On reading through the dv lottery FAQ's it states " documentary proof of education or work experience must be presented to the consular officer at the time of the visa interview"
38 years down the line I don't have my certificates from school anymore, what should I do if I get as far as an interview?


----------



## Fatbrit (May 8, 2008)

Hammy said:


> On reading through the dv lottery FAQ's it states " documentary proof of education or work experience must be presented to the consular officer at the time of the visa interview"
> 38 years down the line I don't have my certificates from school anymore, what should I do if I get as far as an interview?


What did you do in life?


----------



## Hammy (Jun 21, 2009)

Fatbrit said:


> What did you do in life?


I completed a four year apprenticeship as a mechanical engineer with a lift (elevator) company where I stayed for 17 years until they went out of business. As part of my training I learnt to run Lathes, Milling machines, Surface grinders and welding. I then and still do work for a print company (21 years to date approx) I have been trained and do operate a Guillotine, folding machine, stitching machine and forklift truck also occasionally I do a little maintenace. With the exception of the forklift truck license I dont have certificates for the work I do now. We are a small company and when we get a new machine the installers show us how to use it and we get on with it.


----------



## Fatbrit (May 8, 2008)

Hammy said:


> I completed a four year apprenticeship as a mechanical engineer with a lift (elevator) company where I stayed for 17 years until they went out of business. As part of my training I learnt to run Lathes, Milling machines, Surface grinders and welding. I then and still do work for a print company (21 years to date approx) I have been trained and do operate a Guillotine, folding machine, stitching machine and forklift truck also occasionally I do a little maintenace. With the exception of the forklift truck license I dont have certificates for the work I do now. We are a small company and when we get a new machine the installers show us how to use it and we get on with it.

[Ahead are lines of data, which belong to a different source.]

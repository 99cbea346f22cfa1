pub mod dataset;
pub mod error;
pub mod model;
pub mod preprocess;
pub mod space;

// Re-export commonly used types
pub use dataset::{Dataset, DatasetEntry};
pub use error::{Result, SpaceError};
pub use model::ProjectionModel;
pub use preprocess::ImagePreprocessor;
pub use space::{FeatureSpace, SpaceHandle, SpaceInfo};
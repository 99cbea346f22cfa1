use thiserror::Error;

pub type Result<T, E = SpaceError> = std::result::Result<T, E>;

#[derive(Debug, Error)]
pub enum SpaceError {
    /// Projection or matching was requested before a snapshot was installed.
    #[error("feature space not initialized")]
    NotInitialized,

    #[error("dimension mismatch: expected {expected}, got {actual}")]
    DimensionMismatch { expected: usize, actual: usize },

    #[error("invalid argument: {0}")]
    InvalidArgument(String),

    /// Persisted model or dataset artifacts are absent or inconsistent.
    #[error("model files missing or incomplete: {0}")]
    ModelFilesMissing(String),

    #[error("image: {0}")]
    Image(#[from] image::ImageError),
}

impl SpaceError {
    pub fn invalid(msg: impl Into<String>) -> Self {
        Self::InvalidArgument(msg.into())
    }

    pub fn missing(msg: impl Into<String>) -> Self {
        Self::ModelFilesMissing(msg.into())
    }
}
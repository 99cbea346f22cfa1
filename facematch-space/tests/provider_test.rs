use std::sync::Arc;
use std::thread;

use anyhow::Result;
use facematch_space::{Dataset, FeatureSpace, ProjectionModel, SpaceError, SpaceHandle};
use ndarray::array;

fn model() -> Result<ProjectionModel> {
    // Two raw features collapsed onto their sum and difference
    Ok(ProjectionModel::new(
        vec![0.0, 0.0],
        vec![1.0, 1.0],
        array![[1.0, 1.0], [1.0, -1.0]],
        vec![0.7, 0.3],
    )?)
}

fn space(labels: &[&str]) -> Result<FeatureSpace> {
    let model = model()?;
    let raw = ndarray::Array2::from_shape_fn((labels.len(), 2), |(i, j)| (i * 2 + j) as f32);
    let dataset = Dataset::build(
        &model,
        raw.view(),
        labels.iter().map(|s| s.to_string()).collect(),
        labels.iter().map(|s| format!("{s}.jpg")).collect(),
    )?;
    Ok(FeatureSpace::new(model, dataset)?)
}

#[test]
fn test_project_matches_dataset_rows() -> Result<()> {
    env_logger::try_init().ok();
    let handle = SpaceHandle::with_space(space(&["ann", "bob", "ann"])?);

    let snapshot = handle.snapshot()?;
    let (features, labels, references) = snapshot.dataset_features();
    assert_eq!(features.dim(), (3, 2));
    assert_eq!(labels.len(), 3);
    assert_eq!(references[1], "bob.jpg");

    // Row 2 came from raw [4, 5]
    assert_eq!(handle.project(&[4.0, 5.0])?, features.row(2).to_vec());

    let info = handle.info();
    assert_eq!(info.total_entries, 3);
    assert_eq!(info.unique_identity_count, 2);
    assert_eq!(info.feature_dimension, 2);
    assert_eq!(info.reduced_dimension, 2);
    Ok(())
}

#[test]
fn test_project_wrong_raw_length() -> Result<()> {
    let handle = SpaceHandle::with_space(space(&["ann"])?);
    let err = handle.project(&[1.0, 2.0, 3.0]).unwrap_err();
    assert!(matches!(
        err,
        SpaceError::DimensionMismatch {
            expected: 2,
            actual: 3
        }
    ));
    Ok(())
}

#[test]
fn test_readers_keep_snapshot_across_reload() -> Result<()> {
    let handle = Arc::new(SpaceHandle::with_space(space(&["ann", "bob"])?));

    let readers: Vec<_> = (0..4)
        .map(|_| {
            let handle = Arc::clone(&handle);
            thread::spawn(move || {
                let snapshot = handle.snapshot().unwrap();
                let len = snapshot.dataset().len();
                // A snapshot never changes under its reader
                for _ in 0..100 {
                    assert_eq!(snapshot.dataset().len(), len);
                    assert_eq!(snapshot.dataset().labels().len(), len);
                }
                len
            })
        })
        .collect();

    handle.install(space(&["ann", "bob", "cat", "dan"])?);

    for reader in readers {
        let len = reader.join().unwrap();
        assert!(len == 2 || len == 4);
    }
    assert_eq!(handle.info().total_entries, 4);
    Ok(())
}
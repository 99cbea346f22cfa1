//! Ranking of dataset rows against a projected query.
//!
//! Every policy scores the whole dataset first. The per-identity policies
//! cannot be derived from a truncated raw top-k, so the O(N·D) pass is paid
//! on every call regardless of `top_k`.

use std::collections::HashMap;
use std::fmt;

use facematch_space::{Dataset, FeatureSpace, Result, SpaceError};
use ndarray::ArrayView1;
use serde::{Deserialize, Serialize};

use crate::similarity::{Metric, Ranking};

pub const DEFAULT_TOP_K: usize = 5;
pub const DEFAULT_MAX_PER_PERSON: usize = 2;

/// One scored dataset row. `rank` is 1-based within the returned list.
#[derive(Debug, Clone, PartialEq, Serialize, Deserialize)]
pub struct MatchRecord {
    pub label: String,
    pub score: f32,
    pub source_index: usize,
    pub rank: usize,
}

#[derive(Debug, Clone, Copy, PartialEq, Eq, Serialize, Deserialize)]
#[serde(tag = "match_type", rename_all = "lowercase")]
pub enum Policy {
    /// Plain top-k over raw scores.
    All { top_k: usize },
    /// Best row of each identity, top-k identities.
    Person { top_k: usize },
    /// Global order, at most `max_per_person` rows per identity.
    Diverse { top_k: usize, max_per_person: usize },
}

impl Default for Policy {
    fn default() -> Self {
        Policy::All {
            top_k: DEFAULT_TOP_K,
        }
    }
}

impl Policy {
    /// Build a policy from its selector name (`all`, `person`, `diverse`).
    /// Takes signed counts so that negative request values are rejected
    /// instead of wrapping.
    pub fn from_selector(name: &str, top_k: i64, max_per_person: i64) -> Result<Self> {
        let top_k = positive("top_k", top_k)?;
        let policy = match name.to_ascii_lowercase().as_str() {
            "all" => Policy::All { top_k },
            "person" => Policy::Person { top_k },
            "diverse" => Policy::Diverse {
                top_k,
                max_per_person: positive("max_per_person", max_per_person)?,
            },
            other => return Err(SpaceError::invalid(format!("unknown match type '{other}'"))),
        };
        Ok(policy)
    }

    pub fn name(&self) -> &'static str {
        match self {
            Policy::All { .. } => "all",
            Policy::Person { .. } => "person",
            Policy::Diverse { .. } => "diverse",
        }
    }

    pub fn top_k(&self) -> usize {
        match *self {
            Policy::All { top_k } | Policy::Person { top_k } | Policy::Diverse { top_k, .. } => {
                top_k
            }
        }
    }

    pub fn validate(&self) -> Result<()> {
        check_k(self.top_k())?;
        if let Policy::Diverse { max_per_person, .. } = *self {
            if max_per_person == 0 {
                return Err(SpaceError::invalid("max_per_person must be positive"));
            }
        }
        Ok(())
    }
}

impl fmt::Display for Policy {
    fn fmt(&self, f: &mut fmt::Formatter<'_>) -> fmt::Result {
        f.write_str(self.name())
    }
}

fn positive(name: &str, value: i64) -> Result<usize> {
    if value <= 0 {
        return Err(SpaceError::invalid(format!("{name} must be positive, got {value}")));
    }
    usize::try_from(value).map_err(|_| SpaceError::invalid(format!("{name} out of range")))
}

fn check_k(k: usize) -> Result<()> {
    if k == 0 {
        return Err(SpaceError::invalid("top_k must be positive"));
    }
    Ok(())
}

#[derive(Debug, Clone, Copy)]
struct Scored {
    index: usize,
    score: f32,
}

impl Scored {
    fn key(&self) -> (f32, usize) {
        (self.score, self.index)
    }
}

fn check_query(query: &[f32], dataset: &Dataset) -> Result<()> {
    if dataset.is_empty() {
        return Err(SpaceError::NotInitialized);
    }
    if query.len() != dataset.dim() {
        return Err(SpaceError::DimensionMismatch {
            expected: dataset.dim(),
            actual: query.len(),
        });
    }
    Ok(())
}

/// Scores in row order.
fn score_rows(query: &[f32], dataset: &Dataset, metric: Metric) -> Result<Vec<Scored>> {
    check_query(query, dataset)?;
    let query = ArrayView1::from(query);
    let scores: Vec<Scored> = dataset
        .entries()
        .map(|entry| Scored {
            index: entry.index,
            score: metric.score(query, entry.features),
        })
        .collect();
    log::debug!(
        "scored {} rows with {} (dim={})",
        scores.len(),
        metric,
        dataset.dim()
    );
    Ok(scores)
}

/// Scores in global order: best first, ties by ascending index.
fn scored(query: &[f32], dataset: &Dataset, metric: Metric) -> Result<Vec<Scored>> {
    let mut scores = score_rows(query, dataset, metric)?;
    sort(&mut scores, metric.ranking());
    Ok(scores)
}

fn sort(scores: &mut [Scored], ranking: Ranking) {
    scores.sort_by(|a, b| ranking.compare(a.key(), b.key()));
}

/// Attach labels and assign ranks 1..=len in the given order.
fn into_records(dataset: &Dataset, scores: impl IntoIterator<Item = Scored>) -> Vec<MatchRecord> {
    let labels = dataset.labels();
    scores
        .into_iter()
        .enumerate()
        .map(|(i, s)| MatchRecord {
            label: labels[s.index].clone(),
            score: s.score,
            source_index: s.index,
            rank: i + 1,
        })
        .collect()
}

/// Every dataset row, ranked.
pub fn score_all(query: &[f32], dataset: &Dataset, metric: Metric) -> Result<Vec<MatchRecord>> {
    let scores = scored(query, dataset, metric)?;
    Ok(into_records(dataset, scores))
}

/// The first `k` rows of [`score_all`]. `k` beyond the dataset size yields
/// every row.
pub fn raw_top_k(query: &[f32], dataset: &Dataset, metric: Metric, k: usize) -> Result<Vec<MatchRecord>> {
    check_k(k)?;
    let scores = scored(query, dataset, metric)?;
    Ok(into_records(dataset, scores.into_iter().take(k)))
}

/// Best row per identity, identities ranked by that row's score.
pub fn best_per_identity(
    query: &[f32],
    dataset: &Dataset,
    metric: Metric,
    k: usize,
) -> Result<Vec<MatchRecord>> {
    check_k(k)?;
    let ranking = metric.ranking();
    // Row order, so an exact tie keeps the lowest index.
    let scores = score_rows(query, dataset, metric)?;

    let labels = dataset.labels();
    let mut best: HashMap<&str, Scored> = HashMap::new();
    for s in scores {
        best.entry(labels[s.index].as_str())
            .and_modify(|current| {
                if ranking.is_better(s.score, current.score) {
                    *current = s;
                }
            })
            .or_insert(s);
    }

    let mut survivors: Vec<Scored> = best.into_values().collect();
    sort(&mut survivors, ranking);
    survivors.truncate(k);
    Ok(into_records(dataset, survivors))
}

/// Walk the global order, admitting a row while its identity has fewer
/// than `max_per_identity` admitted rows, until `k` rows are admitted.
pub fn diverse_capped(
    query: &[f32],
    dataset: &Dataset,
    metric: Metric,
    k: usize,
    max_per_identity: usize,
) -> Result<Vec<MatchRecord>> {
    check_k(k)?;
    if max_per_identity == 0 {
        return Err(SpaceError::invalid("max_per_person must be positive"));
    }
    let scores = scored(query, dataset, metric)?;

    let labels = dataset.labels();
    let mut counts: HashMap<&str, usize> = HashMap::new();
    let mut admitted = Vec::with_capacity(k.min(scores.len()));
    for s in scores {
        if admitted.len() == k {
            break;
        }
        let count = counts.entry(labels[s.index].as_str()).or_insert(0);
        if *count < max_per_identity {
            *count += 1;
            admitted.push(s);
        }
    }
    Ok(into_records(dataset, admitted))
}

/// Run `policy` for an already projected query against a snapshot.
pub fn find_matches(
    query: &[f32],
    space: &FeatureSpace,
    metric: Metric,
    policy: Policy,
) -> Result<Vec<MatchRecord>> {
    policy.validate()?;
    let dataset = space.dataset();
    match policy {
        Policy::All { top_k } => raw_top_k(query, dataset, metric, top_k),
        Policy::Person { top_k } => best_per_identity(query, dataset, metric, top_k),
        Policy::Diverse {
            top_k,
            max_per_person,
        } => diverse_capped(query, dataset, metric, top_k, max_per_person),
    }
}
use anyhow::{Context, Result};
use facematch_space::{Dataset, FeatureSpace, ProjectionModel, SpaceError};
use serde::{Deserialize, Serialize};
use std::path::Path;

pub const MODEL_FILE: &str = "model.bin";
pub const DATASET_FILE: &str = "dataset.bin";
pub const METADATA_FILE: &str = "metadata.json";

/// Descriptive counts stored next to the dataset.
#[derive(Debug, Clone, PartialEq, Serialize, Deserialize)]
pub struct DatasetMetadata {
    pub total_entries: usize,
    pub unique_identities: usize,
    pub feature_dimension: usize,
    pub reduced_dimension: usize,
    pub explained_variance: f32,
}

impl DatasetMetadata {
    pub fn describe(model: &ProjectionModel, dataset: &Dataset) -> Self {
        Self {
            total_entries: dataset.len(),
            unique_identities: dataset.unique_identities(),
            feature_dimension: model.input_dim(),
            reduced_dimension: model.reduced_dim(),
            explained_variance: model.explained_variance(),
        }
    }
}

#[derive(Serialize, Deserialize)]
struct DatasetArtifact {
    metadata: DatasetMetadata,
    dataset: Dataset,
}

pub fn save_model(dir: &Path, model: &ProjectionModel) -> Result<()> {
    std::fs::create_dir_all(dir)?;
    let file = dir.join(MODEL_FILE);
    let data = postcard::to_allocvec(model)?;
    std::fs::write(&file, data).with_context(|| format!("writing {}", file.display()))?;
    Ok(())
}

/// Write the dataset artifact plus a human-readable metadata copy.
pub fn save_dataset(dir: &Path, model: &ProjectionModel, dataset: &Dataset) -> Result<DatasetMetadata> {
    std::fs::create_dir_all(dir)?;
    let metadata = DatasetMetadata::describe(model, dataset);
    let artifact = DatasetArtifact {
        metadata: metadata.clone(),
        dataset: dataset.clone(),
    };

    let file = dir.join(DATASET_FILE);
    let data = postcard::to_allocvec(&artifact)?;
    std::fs::write(&file, data).with_context(|| format!("writing {}", file.display()))?;

    let file = dir.join(METADATA_FILE);
    std::fs::write(&file, serde_json::to_string_pretty(&metadata)?)
        .with_context(|| format!("writing {}", file.display()))?;
    Ok(metadata)
}

fn read_artifact(file: &Path) -> Result<Vec<u8>, SpaceError> {
    if !file.exists() {
        return Err(SpaceError::missing(format!("{} not found", file.display())));
    }
    std::fs::read(file).map_err(|e| SpaceError::missing(format!("reading {}: {e}", file.display())))
}

pub fn load_model(dir: &Path) -> Result<ProjectionModel, SpaceError> {
    let file = dir.join(MODEL_FILE);
    let data = read_artifact(&file)?;
    let model: ProjectionModel = postcard::from_bytes(&data)
        .map_err(|e| SpaceError::missing(format!("decoding {}: {e}", file.display())))?;
    model
        .validate()
        .map_err(|e| SpaceError::missing(format!("{}: {e}", file.display())))?;
    Ok(model)
}

pub fn load_dataset(dir: &Path) -> Result<(Dataset, DatasetMetadata), SpaceError> {
    let file = dir.join(DATASET_FILE);
    let data = read_artifact(&file)?;
    let artifact: DatasetArtifact = postcard::from_bytes(&data)
        .map_err(|e| SpaceError::missing(format!("decoding {}: {e}", file.display())))?;
    let DatasetArtifact { metadata, dataset } = artifact;

    dataset
        .validate()
        .map_err(|e| SpaceError::missing(format!("{}: {e}", file.display())))?;
    if metadata.total_entries != dataset.len() {
        return Err(SpaceError::missing(format!(
            "{}: metadata lists {} entries, found {}",
            file.display(),
            metadata.total_entries,
            dataset.len()
        )));
    }
    if metadata.unique_identities != dataset.unique_identities() {
        return Err(SpaceError::missing(format!(
            "{}: metadata lists {} identities, found {}",
            file.display(),
            metadata.unique_identities,
            dataset.unique_identities()
        )));
    }
    if !dataset.is_empty() && metadata.reduced_dimension != dataset.dim() {
        return Err(SpaceError::missing(format!(
            "{}: metadata lists dimension {}, found {}",
            file.display(),
            metadata.reduced_dimension,
            dataset.dim()
        )));
    }
    Ok((dataset, metadata))
}

/// Load both artifacts and check they describe the same space.
pub fn load_space(dir: &Path) -> Result<FeatureSpace, SpaceError> {
    let model = load_model(dir)?;
    let (dataset, metadata) = load_dataset(dir)?;

    if metadata.feature_dimension != model.input_dim()
        || metadata.reduced_dimension != model.reduced_dim()
    {
        return Err(SpaceError::missing(format!(
            "dataset was built for {}->{} but model is {}->{}",
            metadata.feature_dimension,
            metadata.reduced_dimension,
            model.input_dim(),
            model.reduced_dim()
        )));
    }
    let space = FeatureSpace::new(model, dataset)
        .map_err(|e| SpaceError::missing(format!("inconsistent artifacts: {e}")))?;
    log::debug!("loaded feature space from {}", dir.display());
    Ok(space)
}
use std::cmp::Ordering;
use std::fmt;
use std::str::FromStr;

use facematch_space::SpaceError;
use ndarray::ArrayView1;
use serde::{Deserialize, Serialize};

/// Similarity function used to score a query against dataset rows.
#[derive(Debug, Clone, Copy, Default, PartialEq, Eq, Hash, Serialize, Deserialize)]
#[serde(rename_all = "lowercase")]
pub enum Metric {
    /// Cosine similarity, higher is more similar.
    #[default]
    Cosine,
    /// Euclidean distance, lower is more similar.
    Euclidean,
}

impl Metric {
    pub fn as_str(&self) -> &'static str {
        match self {
            Metric::Cosine => "cosine",
            Metric::Euclidean => "euclidean",
        }
    }

    pub fn score(&self, a: ArrayView1<'_, f32>, b: ArrayView1<'_, f32>) -> f32 {
        match self {
            Metric::Cosine => cosine(a, b),
            Metric::Euclidean => euclidean(a, b),
        }
    }

    pub fn ranking(&self) -> Ranking {
        Ranking {
            higher_is_better: matches!(self, Metric::Cosine),
        }
    }
}

impl fmt::Display for Metric {
    fn fmt(&self, f: &mut fmt::Formatter<'_>) -> fmt::Result {
        f.write_str(self.as_str())
    }
}

impl FromStr for Metric {
    type Err = SpaceError;

    fn from_str(s: &str) -> Result<Self, Self::Err> {
        match s.to_ascii_lowercase().as_str() {
            "cosine" => Ok(Metric::Cosine),
            "euclidean" => Ok(Metric::Euclidean),
            other => Err(SpaceError::invalid(format!("unknown metric '{other}'"))),
        }
    }
}

/// Score direction of a metric. Every sort and best-of comparison in the
/// matcher goes through this, never through raw `<`/`>` on scores.
#[derive(Debug, Clone, Copy, PartialEq, Eq)]
pub struct Ranking {
    higher_is_better: bool,
}

impl Ranking {
    /// `Less` when score `a` ranks ahead of score `b`.
    pub fn compare_scores(&self, a: f32, b: f32) -> Ordering {
        if self.higher_is_better {
            b.total_cmp(&a)
        } else {
            a.total_cmp(&b)
        }
    }

    /// Total order over `(score, source_index)`: best score first, then
    /// lowest index.
    pub fn compare(&self, a: (f32, usize), b: (f32, usize)) -> Ordering {
        self.compare_scores(a.0, b.0).then(a.1.cmp(&b.1))
    }

    /// Strictly better. Equal scores are never better, so the first one seen
    /// is kept.
    pub fn is_better(&self, a: f32, b: f32) -> bool {
        self.compare_scores(a, b) == Ordering::Less
    }
}

/// Cosine similarity. Zero when either vector has zero norm.
pub fn cosine(a: ArrayView1<'_, f32>, b: ArrayView1<'_, f32>) -> f32 {
    let norm_a = a.dot(&a).sqrt();
    let norm_b = b.dot(&b).sqrt();
    if norm_a == 0.0 || norm_b == 0.0 {
        return 0.0;
    }
    (a.dot(&b) / (norm_a * norm_b)).clamp(-1.0, 1.0)
}

pub fn euclidean(a: ArrayView1<'_, f32>, b: ArrayView1<'_, f32>) -> f32 {
    a.iter()
        .zip(b.iter())
        .map(|(x, y)| (x - y) * (x - y))
        .sum::<f32>()
        .sqrt()
}

#[cfg(test)]
mod tests {
    use super::*;
    use ndarray::array;

    #[test]
    fn test_cosine() {
        let a = array![1.0f32, 0.0];
        let b = array![0.9f32, 0.1];
        let c = array![0.0f32, 1.0];
        assert_eq!(cosine(a.view(), a.view()), 1.0);
        assert!((cosine(a.view(), b.view()) - 0.993_883_7).abs() < 1e-5);
        assert_eq!(cosine(a.view(), c.view()), 0.0);
        assert_eq!(cosine(a.view(), (-&a).view()), -1.0);
    }

    #[test]
    fn test_cosine_zero_norm_is_zero() {
        let zero = array![0.0f32, 0.0];
        let a = array![3.0f32, 4.0];
        assert_eq!(cosine(zero.view(), a.view()), 0.0);
        assert_eq!(cosine(a.view(), zero.view()), 0.0);
        assert_eq!(cosine(zero.view(), zero.view()), 0.0);
    }

    #[test]
    fn test_euclidean() {
        let a = array![0.0f32, 0.0];
        let b = array![3.0f32, 4.0];
        assert_eq!(euclidean(a.view(), b.view()), 5.0);
        assert_eq!(euclidean(b.view(), b.view()), 0.0);
    }

    #[test]
    fn test_ranking_direction() {
        let cos = Metric::Cosine.ranking();
        assert!(cos.is_better(0.9, 0.1));
        assert!(!cos.is_better(0.1, 0.9));
        assert!(!cos.is_better(0.5, 0.5));
        assert_eq!(cos.compare((0.5, 3), (0.5, 1)), Ordering::Greater);

        let euc = Metric::Euclidean.ranking();
        assert!(euc.is_better(0.1, 0.9));
        assert!(!euc.is_better(0.9, 0.1));
        assert_eq!(euc.compare((0.2, 0), (0.1, 5)), Ordering::Greater);
        assert_eq!(euc.compare((0.1, 2), (0.1, 5)), Ordering::Less);
    }

    #[test]
    fn test_metric_selector() {
        assert_eq!("cosine".parse::<Metric>().unwrap(), Metric::Cosine);
        assert_eq!("Euclidean".parse::<Metric>().unwrap(), Metric::Euclidean);
        assert!(matches!(
            "manhattan".parse::<Metric>(),
            Err(SpaceError::InvalidArgument(_))
        ));
        assert_eq!(Metric::default(), Metric::Cosine);
    }
}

Relevant parts from the instructions copied below for you. If you can't prove the education, you've got to prove the employment part. Whether or not your job qualifies, I do not know -- follow the instructions to look it up.

-----------------

To enter the lottery, you must meet either the education or work experience requirement of the DV program: You must have either a high school education or its equivalent, defined as successful completion of a 12-year course of elementary and secondary education; OR two years of work experience within the past five years in an occupation requiring at least two years of training or experience to perform. The U.S. Department of Labor’s O*Net OnLine database will be used to determine qualifying work experience. 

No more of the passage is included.